> [What you will do]:
Copy verbatim the block of lines in the entries below whose first line contains "let mut session" and whose last line contains "walk is over". Leave out all other lines.

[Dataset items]
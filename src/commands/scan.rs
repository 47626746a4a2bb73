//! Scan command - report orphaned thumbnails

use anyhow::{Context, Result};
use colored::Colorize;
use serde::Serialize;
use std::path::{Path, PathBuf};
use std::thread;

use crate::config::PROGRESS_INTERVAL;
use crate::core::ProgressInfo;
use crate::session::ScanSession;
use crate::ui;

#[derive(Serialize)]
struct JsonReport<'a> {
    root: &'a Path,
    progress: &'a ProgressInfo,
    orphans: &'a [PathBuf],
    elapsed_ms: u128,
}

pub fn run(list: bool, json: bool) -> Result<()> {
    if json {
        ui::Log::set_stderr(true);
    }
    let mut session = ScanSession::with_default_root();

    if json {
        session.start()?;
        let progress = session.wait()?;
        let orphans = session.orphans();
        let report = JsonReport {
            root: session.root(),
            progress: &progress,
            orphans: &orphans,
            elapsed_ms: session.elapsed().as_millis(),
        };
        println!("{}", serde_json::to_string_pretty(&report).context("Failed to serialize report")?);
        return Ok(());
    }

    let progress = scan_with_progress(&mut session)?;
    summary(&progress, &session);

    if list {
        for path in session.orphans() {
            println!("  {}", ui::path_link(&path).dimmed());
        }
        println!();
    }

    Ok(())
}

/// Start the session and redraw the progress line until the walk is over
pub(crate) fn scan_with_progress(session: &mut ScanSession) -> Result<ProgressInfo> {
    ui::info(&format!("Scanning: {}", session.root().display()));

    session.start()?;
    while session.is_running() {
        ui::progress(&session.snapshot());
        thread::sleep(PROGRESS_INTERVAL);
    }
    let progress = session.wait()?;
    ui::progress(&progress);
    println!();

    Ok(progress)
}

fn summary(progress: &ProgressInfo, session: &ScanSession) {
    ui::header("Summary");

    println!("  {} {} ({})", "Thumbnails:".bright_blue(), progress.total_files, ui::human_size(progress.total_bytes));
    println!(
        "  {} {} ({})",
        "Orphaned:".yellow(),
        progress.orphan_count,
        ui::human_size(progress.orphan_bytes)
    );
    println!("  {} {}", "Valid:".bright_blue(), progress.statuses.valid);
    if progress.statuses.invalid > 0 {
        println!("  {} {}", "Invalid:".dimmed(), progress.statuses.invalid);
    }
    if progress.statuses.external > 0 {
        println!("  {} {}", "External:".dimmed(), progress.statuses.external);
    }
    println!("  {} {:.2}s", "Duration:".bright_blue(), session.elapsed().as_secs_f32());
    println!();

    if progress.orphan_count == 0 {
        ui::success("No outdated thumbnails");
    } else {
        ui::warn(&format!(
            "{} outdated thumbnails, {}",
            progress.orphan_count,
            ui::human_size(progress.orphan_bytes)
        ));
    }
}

---

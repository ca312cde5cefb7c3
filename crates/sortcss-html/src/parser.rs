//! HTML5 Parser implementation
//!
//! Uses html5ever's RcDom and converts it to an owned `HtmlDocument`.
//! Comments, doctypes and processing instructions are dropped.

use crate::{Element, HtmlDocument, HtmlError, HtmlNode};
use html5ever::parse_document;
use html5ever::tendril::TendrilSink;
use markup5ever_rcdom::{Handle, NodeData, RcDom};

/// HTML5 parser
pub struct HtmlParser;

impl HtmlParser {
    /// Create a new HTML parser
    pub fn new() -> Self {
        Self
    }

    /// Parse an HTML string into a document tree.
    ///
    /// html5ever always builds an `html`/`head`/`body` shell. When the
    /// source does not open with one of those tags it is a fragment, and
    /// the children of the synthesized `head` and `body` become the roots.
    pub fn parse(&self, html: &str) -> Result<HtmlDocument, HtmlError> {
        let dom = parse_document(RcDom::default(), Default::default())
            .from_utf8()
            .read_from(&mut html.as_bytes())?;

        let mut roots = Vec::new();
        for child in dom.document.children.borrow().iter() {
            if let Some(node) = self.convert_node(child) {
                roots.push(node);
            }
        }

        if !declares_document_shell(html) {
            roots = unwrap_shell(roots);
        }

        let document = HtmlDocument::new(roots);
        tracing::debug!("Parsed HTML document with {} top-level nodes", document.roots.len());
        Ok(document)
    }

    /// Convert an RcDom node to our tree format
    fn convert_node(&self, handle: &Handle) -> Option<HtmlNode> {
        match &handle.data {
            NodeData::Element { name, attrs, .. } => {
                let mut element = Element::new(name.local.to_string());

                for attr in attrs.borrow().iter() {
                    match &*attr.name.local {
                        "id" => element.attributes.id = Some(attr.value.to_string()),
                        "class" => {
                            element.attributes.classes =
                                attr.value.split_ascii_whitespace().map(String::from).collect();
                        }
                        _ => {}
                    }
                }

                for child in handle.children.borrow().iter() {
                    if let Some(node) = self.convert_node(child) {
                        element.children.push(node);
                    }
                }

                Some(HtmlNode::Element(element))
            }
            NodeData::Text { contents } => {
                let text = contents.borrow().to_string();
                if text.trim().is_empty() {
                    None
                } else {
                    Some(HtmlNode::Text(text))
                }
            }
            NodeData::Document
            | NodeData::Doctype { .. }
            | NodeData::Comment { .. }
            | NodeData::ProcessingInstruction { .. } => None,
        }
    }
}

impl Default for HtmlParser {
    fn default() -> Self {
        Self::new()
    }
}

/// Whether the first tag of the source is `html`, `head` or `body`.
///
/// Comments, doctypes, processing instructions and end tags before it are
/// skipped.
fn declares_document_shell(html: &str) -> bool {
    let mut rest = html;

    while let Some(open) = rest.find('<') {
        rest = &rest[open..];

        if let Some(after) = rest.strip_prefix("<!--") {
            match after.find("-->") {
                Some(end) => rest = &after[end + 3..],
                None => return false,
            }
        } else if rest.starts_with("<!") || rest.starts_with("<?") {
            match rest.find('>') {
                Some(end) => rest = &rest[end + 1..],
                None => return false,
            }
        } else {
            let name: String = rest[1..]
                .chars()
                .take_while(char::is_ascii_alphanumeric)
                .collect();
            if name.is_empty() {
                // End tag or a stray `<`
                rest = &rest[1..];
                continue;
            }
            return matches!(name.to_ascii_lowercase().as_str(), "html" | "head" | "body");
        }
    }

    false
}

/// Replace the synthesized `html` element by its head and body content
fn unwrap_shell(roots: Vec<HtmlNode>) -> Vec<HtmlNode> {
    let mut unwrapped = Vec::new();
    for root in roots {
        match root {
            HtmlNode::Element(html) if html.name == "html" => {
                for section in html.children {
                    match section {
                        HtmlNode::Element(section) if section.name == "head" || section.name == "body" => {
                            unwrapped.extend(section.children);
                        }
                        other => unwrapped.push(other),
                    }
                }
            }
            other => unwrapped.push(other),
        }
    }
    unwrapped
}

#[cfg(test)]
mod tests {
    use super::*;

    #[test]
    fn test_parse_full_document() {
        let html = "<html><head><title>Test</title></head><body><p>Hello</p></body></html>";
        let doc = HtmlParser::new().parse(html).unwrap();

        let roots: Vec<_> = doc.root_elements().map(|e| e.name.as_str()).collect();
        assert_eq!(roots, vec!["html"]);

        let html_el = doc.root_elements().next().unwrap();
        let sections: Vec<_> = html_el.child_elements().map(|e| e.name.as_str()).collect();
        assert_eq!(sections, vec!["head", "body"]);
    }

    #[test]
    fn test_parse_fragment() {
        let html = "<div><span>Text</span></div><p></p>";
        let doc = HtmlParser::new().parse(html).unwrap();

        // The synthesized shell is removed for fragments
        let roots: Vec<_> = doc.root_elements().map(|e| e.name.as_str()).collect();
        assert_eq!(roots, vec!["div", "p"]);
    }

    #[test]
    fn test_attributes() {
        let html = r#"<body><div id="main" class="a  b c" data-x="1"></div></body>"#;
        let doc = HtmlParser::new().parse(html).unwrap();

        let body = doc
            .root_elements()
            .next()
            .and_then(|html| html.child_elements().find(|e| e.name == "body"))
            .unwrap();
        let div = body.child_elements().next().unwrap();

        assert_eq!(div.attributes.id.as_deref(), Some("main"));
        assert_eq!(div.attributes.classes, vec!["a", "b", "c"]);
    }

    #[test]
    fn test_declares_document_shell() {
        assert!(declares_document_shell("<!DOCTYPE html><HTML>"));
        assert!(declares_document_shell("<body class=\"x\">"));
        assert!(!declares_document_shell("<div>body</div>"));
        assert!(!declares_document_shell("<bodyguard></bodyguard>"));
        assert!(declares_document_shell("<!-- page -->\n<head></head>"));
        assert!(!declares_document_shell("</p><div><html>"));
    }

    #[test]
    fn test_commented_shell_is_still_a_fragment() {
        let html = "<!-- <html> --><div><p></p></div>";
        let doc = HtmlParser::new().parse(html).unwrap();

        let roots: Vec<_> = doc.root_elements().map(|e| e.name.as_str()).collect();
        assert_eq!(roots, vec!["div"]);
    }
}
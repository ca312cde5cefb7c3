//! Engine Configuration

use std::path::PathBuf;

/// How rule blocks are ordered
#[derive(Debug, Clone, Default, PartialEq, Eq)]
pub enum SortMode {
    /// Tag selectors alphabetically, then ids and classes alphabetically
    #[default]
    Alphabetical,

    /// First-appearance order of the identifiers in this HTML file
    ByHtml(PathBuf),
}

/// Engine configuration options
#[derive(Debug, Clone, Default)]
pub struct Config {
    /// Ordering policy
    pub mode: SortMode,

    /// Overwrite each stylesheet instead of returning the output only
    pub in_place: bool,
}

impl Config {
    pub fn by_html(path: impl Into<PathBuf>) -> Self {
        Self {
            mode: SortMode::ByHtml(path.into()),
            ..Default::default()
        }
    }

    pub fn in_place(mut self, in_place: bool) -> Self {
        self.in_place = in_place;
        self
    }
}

---

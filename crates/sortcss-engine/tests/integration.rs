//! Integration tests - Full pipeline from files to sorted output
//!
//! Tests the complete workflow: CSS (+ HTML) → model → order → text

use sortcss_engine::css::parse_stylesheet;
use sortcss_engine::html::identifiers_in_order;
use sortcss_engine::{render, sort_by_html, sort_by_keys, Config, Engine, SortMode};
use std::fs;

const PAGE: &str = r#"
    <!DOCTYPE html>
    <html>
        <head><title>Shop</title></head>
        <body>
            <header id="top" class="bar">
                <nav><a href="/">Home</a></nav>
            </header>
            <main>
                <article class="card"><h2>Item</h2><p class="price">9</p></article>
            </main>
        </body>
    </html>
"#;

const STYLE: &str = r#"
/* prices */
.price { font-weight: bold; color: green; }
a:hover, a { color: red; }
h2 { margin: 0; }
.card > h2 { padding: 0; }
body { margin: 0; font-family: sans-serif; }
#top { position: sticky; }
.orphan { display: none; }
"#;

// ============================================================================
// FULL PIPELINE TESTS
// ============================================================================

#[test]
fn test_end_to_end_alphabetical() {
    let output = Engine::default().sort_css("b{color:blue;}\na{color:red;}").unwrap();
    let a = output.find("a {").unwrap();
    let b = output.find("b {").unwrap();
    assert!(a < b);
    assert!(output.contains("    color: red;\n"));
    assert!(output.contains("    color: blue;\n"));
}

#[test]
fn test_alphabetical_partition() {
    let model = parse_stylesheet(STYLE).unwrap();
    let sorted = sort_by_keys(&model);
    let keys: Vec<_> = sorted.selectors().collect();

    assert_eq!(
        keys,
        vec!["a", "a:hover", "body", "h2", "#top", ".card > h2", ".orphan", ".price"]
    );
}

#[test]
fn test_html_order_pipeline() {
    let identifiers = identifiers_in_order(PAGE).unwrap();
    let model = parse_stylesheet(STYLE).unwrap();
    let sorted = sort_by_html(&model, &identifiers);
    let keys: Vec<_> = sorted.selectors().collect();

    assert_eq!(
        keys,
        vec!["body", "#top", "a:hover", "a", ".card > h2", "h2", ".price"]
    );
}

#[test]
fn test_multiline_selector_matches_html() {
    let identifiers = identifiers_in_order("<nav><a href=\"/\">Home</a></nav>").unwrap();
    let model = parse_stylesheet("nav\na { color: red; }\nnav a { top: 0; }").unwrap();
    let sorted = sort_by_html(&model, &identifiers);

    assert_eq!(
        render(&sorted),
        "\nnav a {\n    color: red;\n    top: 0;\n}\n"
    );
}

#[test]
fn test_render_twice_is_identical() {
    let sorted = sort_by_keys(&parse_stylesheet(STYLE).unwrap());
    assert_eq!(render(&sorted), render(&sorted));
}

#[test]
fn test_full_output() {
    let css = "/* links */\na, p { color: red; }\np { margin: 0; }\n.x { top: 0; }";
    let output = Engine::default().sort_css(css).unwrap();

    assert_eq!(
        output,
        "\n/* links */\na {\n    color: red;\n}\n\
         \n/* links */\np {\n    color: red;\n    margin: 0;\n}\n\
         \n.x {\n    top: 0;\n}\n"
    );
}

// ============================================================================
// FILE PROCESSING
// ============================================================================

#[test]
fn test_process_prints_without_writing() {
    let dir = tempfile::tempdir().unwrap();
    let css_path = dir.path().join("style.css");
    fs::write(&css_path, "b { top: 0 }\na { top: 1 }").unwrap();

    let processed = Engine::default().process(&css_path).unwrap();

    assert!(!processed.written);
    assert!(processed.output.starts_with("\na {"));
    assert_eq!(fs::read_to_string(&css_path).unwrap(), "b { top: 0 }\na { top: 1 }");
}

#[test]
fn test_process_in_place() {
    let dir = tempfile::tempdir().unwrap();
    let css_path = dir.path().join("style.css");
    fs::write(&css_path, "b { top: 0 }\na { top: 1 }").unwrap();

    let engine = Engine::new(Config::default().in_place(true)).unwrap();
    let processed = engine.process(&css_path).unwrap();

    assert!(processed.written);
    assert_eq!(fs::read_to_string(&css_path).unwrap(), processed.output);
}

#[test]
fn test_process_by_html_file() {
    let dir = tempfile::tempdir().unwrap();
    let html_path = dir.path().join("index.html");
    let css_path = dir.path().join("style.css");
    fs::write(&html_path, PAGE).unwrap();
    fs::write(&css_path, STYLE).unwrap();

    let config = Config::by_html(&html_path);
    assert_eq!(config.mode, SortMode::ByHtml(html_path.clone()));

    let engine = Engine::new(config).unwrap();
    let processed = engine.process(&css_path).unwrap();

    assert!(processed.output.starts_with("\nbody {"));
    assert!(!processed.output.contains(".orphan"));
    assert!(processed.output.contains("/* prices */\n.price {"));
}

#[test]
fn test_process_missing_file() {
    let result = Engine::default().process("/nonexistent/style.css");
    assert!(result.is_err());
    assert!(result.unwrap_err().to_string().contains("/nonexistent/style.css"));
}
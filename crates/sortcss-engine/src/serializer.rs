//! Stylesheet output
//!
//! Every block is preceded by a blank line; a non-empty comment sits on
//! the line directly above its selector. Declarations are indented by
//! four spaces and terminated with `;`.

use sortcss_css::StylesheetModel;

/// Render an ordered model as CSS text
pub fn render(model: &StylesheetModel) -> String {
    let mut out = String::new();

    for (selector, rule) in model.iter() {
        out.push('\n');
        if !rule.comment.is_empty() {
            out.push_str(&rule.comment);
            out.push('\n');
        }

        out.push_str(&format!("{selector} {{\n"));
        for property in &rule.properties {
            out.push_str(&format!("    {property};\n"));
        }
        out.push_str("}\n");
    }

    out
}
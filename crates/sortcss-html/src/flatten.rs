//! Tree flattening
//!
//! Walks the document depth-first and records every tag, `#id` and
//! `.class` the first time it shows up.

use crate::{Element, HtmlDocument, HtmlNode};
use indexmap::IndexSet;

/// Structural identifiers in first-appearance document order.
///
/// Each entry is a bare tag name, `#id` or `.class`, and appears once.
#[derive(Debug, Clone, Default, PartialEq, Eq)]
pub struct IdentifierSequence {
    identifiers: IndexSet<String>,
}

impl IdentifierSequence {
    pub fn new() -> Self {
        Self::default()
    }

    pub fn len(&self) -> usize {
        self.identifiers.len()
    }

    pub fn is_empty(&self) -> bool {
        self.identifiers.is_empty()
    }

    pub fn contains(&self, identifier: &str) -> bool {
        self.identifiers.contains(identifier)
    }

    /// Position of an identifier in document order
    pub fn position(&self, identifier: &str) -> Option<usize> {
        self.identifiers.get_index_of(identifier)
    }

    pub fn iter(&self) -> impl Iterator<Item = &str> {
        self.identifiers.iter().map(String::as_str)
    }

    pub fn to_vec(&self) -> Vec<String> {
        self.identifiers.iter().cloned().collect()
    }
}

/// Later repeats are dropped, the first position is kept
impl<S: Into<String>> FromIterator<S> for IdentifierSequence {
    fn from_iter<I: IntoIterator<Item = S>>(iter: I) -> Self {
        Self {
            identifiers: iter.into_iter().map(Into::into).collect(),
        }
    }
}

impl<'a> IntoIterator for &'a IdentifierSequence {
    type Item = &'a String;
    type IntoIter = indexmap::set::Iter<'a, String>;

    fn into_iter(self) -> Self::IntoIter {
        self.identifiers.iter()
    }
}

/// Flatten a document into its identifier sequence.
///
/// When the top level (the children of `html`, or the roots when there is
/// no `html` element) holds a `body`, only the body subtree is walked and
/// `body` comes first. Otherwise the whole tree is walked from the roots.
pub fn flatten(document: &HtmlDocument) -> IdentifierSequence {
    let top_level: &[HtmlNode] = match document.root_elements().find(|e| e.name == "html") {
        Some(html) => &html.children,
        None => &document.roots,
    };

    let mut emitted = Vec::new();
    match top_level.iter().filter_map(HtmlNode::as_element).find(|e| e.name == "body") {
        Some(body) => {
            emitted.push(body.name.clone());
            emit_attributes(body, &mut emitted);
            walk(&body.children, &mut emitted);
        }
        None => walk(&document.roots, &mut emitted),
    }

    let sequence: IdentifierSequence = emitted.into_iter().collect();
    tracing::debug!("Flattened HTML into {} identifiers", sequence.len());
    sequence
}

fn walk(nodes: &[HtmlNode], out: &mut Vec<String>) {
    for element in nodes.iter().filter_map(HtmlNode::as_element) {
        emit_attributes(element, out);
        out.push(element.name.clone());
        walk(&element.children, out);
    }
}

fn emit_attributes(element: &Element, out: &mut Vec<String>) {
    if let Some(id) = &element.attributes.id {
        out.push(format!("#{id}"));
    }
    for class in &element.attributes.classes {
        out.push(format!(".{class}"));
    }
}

> [Answer to this problem]:
    let mut session = ScanSession::with_default_root();

    if json {
        session.start()?;
        let progress = session.wait()?;
        let orphans = session.orphans();
        let report = JsonReport {
            root: session.root(),
            progress: &progress,
            orphans: &orphans,
            elapsed_ms: session.elapsed().as_millis(),
        };
        println!("{}", serde_json::to_string_pretty(&report).context("Failed to serialize report")?);
        return Ok(());
    }

    let progress = scan_with_progress(&mut session)?;
    summary(&progress, &session);

    if list {
        for path in session.orphans() {
            println!("  {}", ui::path_link(&path).dimmed());
        }
        println!();
    }

    Ok(())
}

/// Start the session and redraw the progress line until the walk is over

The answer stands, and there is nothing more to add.